The recruits scrambled into their groups. Ann, breathless and red-faced from her laps, shot a dark look at Leah, who stood quietly with Natasha and the others.
Damien folded his arms. “Today’s focus: endurance and weapon handling.”
At the mention of weapons, several recruits tensed. Rows of large rifles lay on the tables nearby heavy and imposing.
“These,” Damien continued, “are not toys. They are extensions of your strength and discipline. If you can’t control them, they will control you.”
Leah hesitated before picking one up. The metal was cold and heavier than she expected. She tried to steady her grip, but her arms trembled slightly.
“Sanders,” Damien said suddenly.
Her head snapped up. “Y-yes, sir?”
He stepped closer, eyes sharp. “That’s not how you hold it. You’ll lose balance.”
Leah adjusted her stance nervously. “Like this, sir?”
He didn’t answer immediately. He just studied her the faint tremor in her hands, the way she bit her lip in concentration.
“Better,” he said finally, his tone lower. “But you need to focus.”
Leah nodded, her cheeks burning. “Yes, sir.”
Behind them, Ann watched, her hands tightening into fists.
Damien moved down the line, instructing others, but his attention kept drifting back to Leah. Every time she lifted the rifle, he noticed the strain in her shoulders the effort, the determination, and the quiet frustration when it almost slipped.
He wanted to step forward, to guide her hand, to tell her to rest but he couldn’t. Not here. Not now.
He had to remind himself who he was and who she was.
Still, when the weapon nearly fell from her grip, his body reacted before his mind did. He took a step forward, catching himself just in time.
“Maintain focus!” he barked instead, masking the instinct to help. “If you drop that weapon again, you’ll redo the entire drill!”
Leah flinched slightly, her throat tight. “Yes, sir.”
She blinked rapidly, fighting the sting in her eyes. The day’s heat mixed with exhaustion, and for a moment, her vision blurred.
Damien noticed immediately. The trembling, the slight redness in her eyes.
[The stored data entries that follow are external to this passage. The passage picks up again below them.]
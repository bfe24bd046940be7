use chrono::NaiveDate;
use rust_decimal::Decimal;
use serde::{Deserialize, Serialize};

/// A named sub-balance (envelope) earmarking funds toward a purpose.
#[derive(Debug, Clone, Serialize, Deserialize)]
#[serde(rename_all = "camelCase")]
pub struct Pot {
    pub id: String,
    pub name: String,
    pub target_amount: Decimal,
    pub current_balance: Decimal,
    /// Lower numbers are allocated first.
    pub priority: i32,
    pub auto_transfer_enabled: bool,
}

/// Derived funding classification, never stored.
#[derive(Debug, Clone, Copy, PartialEq, Eq, Serialize, Deserialize)]
#[serde(rename_all = "camelCase")]
pub enum PotFundingStatus {
    Underfunded,
    Funded,
}

impl Pot {
    /// A pot is underfunded while its balance sits below target and stays
    /// funded until a withdrawal or transfer drops it back under.
    pub fn funding_status(&self) -> PotFundingStatus {
        if self.current_balance >= self.target_amount {
            PotFundingStatus::Funded
        } else {
            PotFundingStatus::Underfunded
        }
    }
}

/// How often a rule is meant to fire.
#[derive(Debug, Clone, Copy, PartialEq, Eq, Serialize, Deserialize)]
#[serde(rename_all = "camelCase")]
pub enum RuleCadence {
    Daily,
    Weekly,
    Monthly,
    Custom,
}

/// What a rule requests out of an incoming amount: either a flat figure
/// or a percentage of the income being allocated.
#[derive(Debug, Clone, PartialEq, Serialize, Deserialize)]
#[serde(tag = "kind", rename_all = "camelCase")]
pub enum RuleSchedule {
    Flat { amount: Decimal },
    PercentageOfIncome { percent: Decimal },
}

/// A prioritized instruction routing part of incoming funds to a pot.
#[derive(Debug, Clone, Serialize, Deserialize)]
#[serde(rename_all = "camelCase")]
pub struct AllocationRule {
    pub id: String,
    pub pot_id: String,
    pub cadence: RuleCadence,
    pub schedule: RuleSchedule,
    /// Lower numbers are served first.
    pub priority: i32,
    pub enabled: bool,
}

/// Resolve what a rule asks for out of `income`.
///
/// The single resolution point for the flat/percentage split; nothing
/// else inspects the schedule shape.
pub fn resolve_rule_amount(rule: &AllocationRule, income: Decimal) -> Decimal {
    match &rule.schedule {
        RuleSchedule::Flat { amount } => *amount,
        RuleSchedule::PercentageOfIncome { percent } => {
            income * *percent / Decimal::ONE_HUNDRED
        }
    }
}

/// Persisted allocation-transaction row.
#[derive(Debug, Clone, Serialize, Deserialize)]
#[serde(rename_all = "camelCase")]
pub struct AllocationRecord {
    pub id: String,
    pub pot_id: String,
    pub rule_id: Option<String>,
    pub amount: Decimal,
    pub date: NaiveDate,
    pub status: String,
    pub description: Option<String>,
}

/// One pot's share of a single allocation run.
#[derive(Debug, Clone, Serialize, Deserialize)]
#[serde(rename_all = "camelCase")]
pub struct AllocationResult {
    pub pot_id: String,
    pub allocated_amount: Decimal,
    /// Pot balance after the allocation was applied.
    pub remaining_balance: Decimal,
    pub rule_applied: Option<String>,
}

/// A per-pot failure collected during an allocation run.
#[derive(Debug, Clone, Serialize, Deserialize)]
#[serde(rename_all = "camelCase")]
pub struct AllocationFailure {
    pub pot_id: String,
    pub message: String,
}

/// Outcome of one `allocate_income` run.
#[derive(Debug, Clone, Serialize, Deserialize)]
#[serde(rename_all = "camelCase")]
pub struct AllocationSummary {
    pub total_allocated: Decimal,
    pub allocations: Vec<AllocationResult>,
    /// `amount - total_allocated`; never negative.
    pub remaining_income: Decimal,
    pub errors: Vec<AllocationFailure>,
}

/// Funding gap report for one pot.
#[derive(Debug, Clone, Serialize, Deserialize)]
#[serde(rename_all = "camelCase")]
pub struct PotAllocationNeed {
    pub pot_id: String,
    pub target_amount: Decimal,
    pub current_balance: Decimal,
    /// Sum of enabled flat rule amounts targeting the pot.
    pub allocation_needed: Decimal,
    /// `max(0, allocation_needed - current_balance)`.
    pub shortfall: Decimal,
}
“Enough,” he said suddenly, his voice softer. “That’s all for now.”
The soldiers frozen . the General never stopped training early.
Damien turned toward Sergeant Louis. “Dismiss the units.”
“Yes, sir.”
As the recruits dispersed, Leah set down her rifle and exhaled shakily. Her eyes still glistened from unshed tears.
From across the field, Damien watched her his expression unreadable, his chest tight.
He didn’t know what frustrated him more her fragility, or the way she somehow made him feel every ounce of it.
And for the first time in years, the unshakable General found himself standing in the middle of his own battlefield one where discipline and emotion were no longer on the same side.